## [What to produce]
Find each line below that includes "client", then copy it.

[Start of Attachment]

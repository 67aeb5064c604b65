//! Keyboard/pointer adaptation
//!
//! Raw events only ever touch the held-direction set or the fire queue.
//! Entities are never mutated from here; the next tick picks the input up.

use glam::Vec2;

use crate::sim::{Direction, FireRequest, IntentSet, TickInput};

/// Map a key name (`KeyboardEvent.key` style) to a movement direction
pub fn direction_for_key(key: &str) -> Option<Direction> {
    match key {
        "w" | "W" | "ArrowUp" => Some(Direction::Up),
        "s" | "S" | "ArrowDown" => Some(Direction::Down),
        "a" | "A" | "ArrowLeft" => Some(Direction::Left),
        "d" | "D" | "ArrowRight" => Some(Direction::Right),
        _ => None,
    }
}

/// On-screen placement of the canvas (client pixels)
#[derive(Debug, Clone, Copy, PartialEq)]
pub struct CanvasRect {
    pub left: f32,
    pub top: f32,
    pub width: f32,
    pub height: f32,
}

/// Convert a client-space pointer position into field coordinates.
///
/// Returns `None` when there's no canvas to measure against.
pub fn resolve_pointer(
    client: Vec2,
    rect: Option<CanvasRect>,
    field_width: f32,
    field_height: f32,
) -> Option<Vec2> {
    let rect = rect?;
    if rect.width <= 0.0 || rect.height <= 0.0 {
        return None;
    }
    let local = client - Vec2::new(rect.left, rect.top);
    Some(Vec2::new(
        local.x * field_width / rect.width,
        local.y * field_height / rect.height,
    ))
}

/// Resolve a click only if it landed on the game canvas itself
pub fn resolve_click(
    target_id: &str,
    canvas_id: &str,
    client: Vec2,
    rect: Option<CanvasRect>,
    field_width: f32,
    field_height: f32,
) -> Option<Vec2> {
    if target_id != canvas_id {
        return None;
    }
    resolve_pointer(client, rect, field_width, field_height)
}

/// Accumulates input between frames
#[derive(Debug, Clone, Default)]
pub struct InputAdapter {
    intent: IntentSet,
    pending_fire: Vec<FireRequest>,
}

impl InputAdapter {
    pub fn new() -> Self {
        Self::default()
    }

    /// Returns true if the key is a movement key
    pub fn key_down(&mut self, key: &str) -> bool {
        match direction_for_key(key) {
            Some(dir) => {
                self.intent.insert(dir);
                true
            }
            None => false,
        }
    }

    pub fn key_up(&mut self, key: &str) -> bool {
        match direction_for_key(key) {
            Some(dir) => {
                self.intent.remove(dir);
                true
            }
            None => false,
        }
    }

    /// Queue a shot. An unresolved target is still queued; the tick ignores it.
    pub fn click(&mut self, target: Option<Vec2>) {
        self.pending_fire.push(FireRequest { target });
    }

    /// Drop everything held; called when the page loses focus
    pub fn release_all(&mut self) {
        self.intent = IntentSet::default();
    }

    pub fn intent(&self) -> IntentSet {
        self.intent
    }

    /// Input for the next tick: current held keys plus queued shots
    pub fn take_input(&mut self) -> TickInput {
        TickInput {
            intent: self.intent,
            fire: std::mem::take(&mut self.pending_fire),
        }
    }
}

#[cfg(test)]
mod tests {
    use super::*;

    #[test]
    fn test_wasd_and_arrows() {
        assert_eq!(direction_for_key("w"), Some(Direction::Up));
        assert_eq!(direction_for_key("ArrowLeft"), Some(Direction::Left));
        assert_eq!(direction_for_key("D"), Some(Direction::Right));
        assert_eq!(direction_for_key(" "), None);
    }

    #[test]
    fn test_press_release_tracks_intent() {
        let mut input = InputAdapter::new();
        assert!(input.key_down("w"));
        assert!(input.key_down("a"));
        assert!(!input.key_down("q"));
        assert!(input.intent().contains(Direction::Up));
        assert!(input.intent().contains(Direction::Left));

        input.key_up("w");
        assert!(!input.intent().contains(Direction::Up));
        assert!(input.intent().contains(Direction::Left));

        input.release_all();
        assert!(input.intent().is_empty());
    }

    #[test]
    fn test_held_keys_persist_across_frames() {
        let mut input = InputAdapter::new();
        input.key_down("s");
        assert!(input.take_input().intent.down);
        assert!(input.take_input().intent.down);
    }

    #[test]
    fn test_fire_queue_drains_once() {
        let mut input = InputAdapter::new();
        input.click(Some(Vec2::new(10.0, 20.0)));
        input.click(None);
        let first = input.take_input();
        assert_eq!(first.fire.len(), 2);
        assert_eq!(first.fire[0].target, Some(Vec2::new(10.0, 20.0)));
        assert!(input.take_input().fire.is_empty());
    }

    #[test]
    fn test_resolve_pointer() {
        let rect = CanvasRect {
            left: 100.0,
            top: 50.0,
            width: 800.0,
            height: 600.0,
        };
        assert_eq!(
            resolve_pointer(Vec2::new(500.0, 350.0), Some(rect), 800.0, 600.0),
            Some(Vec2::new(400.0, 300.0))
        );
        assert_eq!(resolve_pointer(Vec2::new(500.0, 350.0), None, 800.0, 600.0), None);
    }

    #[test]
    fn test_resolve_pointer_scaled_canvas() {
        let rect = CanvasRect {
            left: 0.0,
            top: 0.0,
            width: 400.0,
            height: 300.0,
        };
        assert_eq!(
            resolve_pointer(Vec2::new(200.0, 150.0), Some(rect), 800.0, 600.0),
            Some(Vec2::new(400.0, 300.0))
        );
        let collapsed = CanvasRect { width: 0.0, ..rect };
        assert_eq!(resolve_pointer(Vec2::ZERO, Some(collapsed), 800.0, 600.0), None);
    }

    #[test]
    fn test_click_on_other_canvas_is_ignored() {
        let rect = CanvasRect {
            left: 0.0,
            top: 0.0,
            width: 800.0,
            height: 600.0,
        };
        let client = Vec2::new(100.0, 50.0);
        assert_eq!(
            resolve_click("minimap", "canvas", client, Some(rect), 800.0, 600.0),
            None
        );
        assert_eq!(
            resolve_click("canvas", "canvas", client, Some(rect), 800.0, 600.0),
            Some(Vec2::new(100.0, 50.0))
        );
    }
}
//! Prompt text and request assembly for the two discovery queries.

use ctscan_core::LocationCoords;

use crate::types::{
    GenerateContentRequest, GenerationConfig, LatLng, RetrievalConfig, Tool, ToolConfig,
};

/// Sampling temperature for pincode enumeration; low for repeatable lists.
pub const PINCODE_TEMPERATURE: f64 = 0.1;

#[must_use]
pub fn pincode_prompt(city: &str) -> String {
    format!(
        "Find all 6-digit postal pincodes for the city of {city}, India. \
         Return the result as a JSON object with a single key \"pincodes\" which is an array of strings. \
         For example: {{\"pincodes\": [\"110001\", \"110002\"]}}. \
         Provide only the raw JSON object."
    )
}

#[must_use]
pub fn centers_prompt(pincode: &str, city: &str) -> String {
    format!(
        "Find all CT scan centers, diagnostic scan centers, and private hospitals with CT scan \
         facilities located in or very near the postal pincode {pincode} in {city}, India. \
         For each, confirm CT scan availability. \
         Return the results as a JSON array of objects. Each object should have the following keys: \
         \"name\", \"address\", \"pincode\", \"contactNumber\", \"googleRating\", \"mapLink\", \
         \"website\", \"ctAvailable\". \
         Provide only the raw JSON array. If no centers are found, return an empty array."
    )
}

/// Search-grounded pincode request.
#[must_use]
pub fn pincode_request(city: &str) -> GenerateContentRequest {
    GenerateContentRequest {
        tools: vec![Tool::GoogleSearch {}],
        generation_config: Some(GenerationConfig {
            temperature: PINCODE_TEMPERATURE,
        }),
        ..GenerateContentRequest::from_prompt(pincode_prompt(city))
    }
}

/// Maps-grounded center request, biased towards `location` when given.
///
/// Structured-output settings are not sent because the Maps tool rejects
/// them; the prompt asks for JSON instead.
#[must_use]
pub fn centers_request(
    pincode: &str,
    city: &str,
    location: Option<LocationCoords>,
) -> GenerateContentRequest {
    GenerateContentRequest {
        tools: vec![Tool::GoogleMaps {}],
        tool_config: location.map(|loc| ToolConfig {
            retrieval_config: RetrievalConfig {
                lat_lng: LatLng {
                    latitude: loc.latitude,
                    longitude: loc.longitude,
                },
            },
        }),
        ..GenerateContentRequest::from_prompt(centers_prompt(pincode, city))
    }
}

[End of Attachment]
[Start of Attachment]

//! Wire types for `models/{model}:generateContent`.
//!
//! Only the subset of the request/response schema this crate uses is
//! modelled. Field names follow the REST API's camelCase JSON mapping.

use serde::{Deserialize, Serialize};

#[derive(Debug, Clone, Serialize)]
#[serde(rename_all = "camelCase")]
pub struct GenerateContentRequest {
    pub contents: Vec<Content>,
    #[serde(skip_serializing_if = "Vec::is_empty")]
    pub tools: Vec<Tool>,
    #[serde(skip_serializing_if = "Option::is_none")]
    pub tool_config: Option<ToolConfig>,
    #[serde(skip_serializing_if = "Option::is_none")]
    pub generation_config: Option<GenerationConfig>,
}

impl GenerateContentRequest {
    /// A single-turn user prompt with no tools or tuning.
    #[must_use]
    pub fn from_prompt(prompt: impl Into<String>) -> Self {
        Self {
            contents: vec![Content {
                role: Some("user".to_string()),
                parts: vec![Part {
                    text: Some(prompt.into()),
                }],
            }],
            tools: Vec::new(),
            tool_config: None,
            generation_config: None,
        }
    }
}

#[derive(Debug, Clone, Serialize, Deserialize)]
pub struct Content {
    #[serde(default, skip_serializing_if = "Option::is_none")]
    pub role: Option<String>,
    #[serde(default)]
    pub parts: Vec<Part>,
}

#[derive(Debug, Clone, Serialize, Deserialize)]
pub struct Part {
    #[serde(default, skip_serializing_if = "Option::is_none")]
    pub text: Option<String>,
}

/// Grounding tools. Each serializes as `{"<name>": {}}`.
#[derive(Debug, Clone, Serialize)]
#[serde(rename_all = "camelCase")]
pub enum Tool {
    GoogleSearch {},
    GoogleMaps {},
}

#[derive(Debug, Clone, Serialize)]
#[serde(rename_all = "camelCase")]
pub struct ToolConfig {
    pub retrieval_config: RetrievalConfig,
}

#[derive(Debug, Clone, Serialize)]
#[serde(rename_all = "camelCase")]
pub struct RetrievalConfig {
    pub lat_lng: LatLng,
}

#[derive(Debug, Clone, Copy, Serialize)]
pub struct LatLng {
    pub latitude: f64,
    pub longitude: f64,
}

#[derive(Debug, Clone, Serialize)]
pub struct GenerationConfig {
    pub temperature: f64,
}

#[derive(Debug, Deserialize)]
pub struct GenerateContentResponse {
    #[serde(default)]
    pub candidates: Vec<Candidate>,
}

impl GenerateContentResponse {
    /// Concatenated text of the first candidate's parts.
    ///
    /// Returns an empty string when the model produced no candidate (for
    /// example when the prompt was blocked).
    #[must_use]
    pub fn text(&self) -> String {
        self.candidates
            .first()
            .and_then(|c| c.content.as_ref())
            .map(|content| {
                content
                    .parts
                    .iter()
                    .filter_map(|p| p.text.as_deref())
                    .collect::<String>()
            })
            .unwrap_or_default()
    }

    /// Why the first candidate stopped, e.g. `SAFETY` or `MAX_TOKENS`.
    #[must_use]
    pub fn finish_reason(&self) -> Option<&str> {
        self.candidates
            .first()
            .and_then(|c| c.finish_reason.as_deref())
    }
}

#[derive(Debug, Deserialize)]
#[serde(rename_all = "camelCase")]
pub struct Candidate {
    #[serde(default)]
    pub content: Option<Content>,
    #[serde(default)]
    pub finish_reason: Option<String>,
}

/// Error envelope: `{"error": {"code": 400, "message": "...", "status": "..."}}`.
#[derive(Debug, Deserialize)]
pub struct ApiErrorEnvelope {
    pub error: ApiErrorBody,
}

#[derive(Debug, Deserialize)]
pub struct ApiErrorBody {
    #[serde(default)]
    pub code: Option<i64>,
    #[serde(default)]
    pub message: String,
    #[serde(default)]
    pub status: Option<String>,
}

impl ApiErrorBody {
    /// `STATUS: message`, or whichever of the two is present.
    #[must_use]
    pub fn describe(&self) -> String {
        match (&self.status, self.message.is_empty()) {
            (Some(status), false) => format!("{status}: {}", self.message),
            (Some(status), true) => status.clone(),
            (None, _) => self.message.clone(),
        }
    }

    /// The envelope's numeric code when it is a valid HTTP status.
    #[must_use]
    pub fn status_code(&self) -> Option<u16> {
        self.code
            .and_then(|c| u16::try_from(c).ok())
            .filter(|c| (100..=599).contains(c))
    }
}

[End of Attachment]

## [Result for this task]
/// On-screen placement of the canvas (client pixels)
/// Convert a client-space pointer position into field coordinates.
    client: Vec2,
    let local = client - Vec2::new(rect.left, rect.top);
    client: Vec2,
    resolve_pointer(client, rect, field_width, field_height)
        let client = Vec2::new(100.0, 50.0);
            resolve_click("minimap", "canvas", client, Some(rect), 800.0, 600.0),
            resolve_click("canvas", "canvas", client, Some(rect), 800.0, 600.0),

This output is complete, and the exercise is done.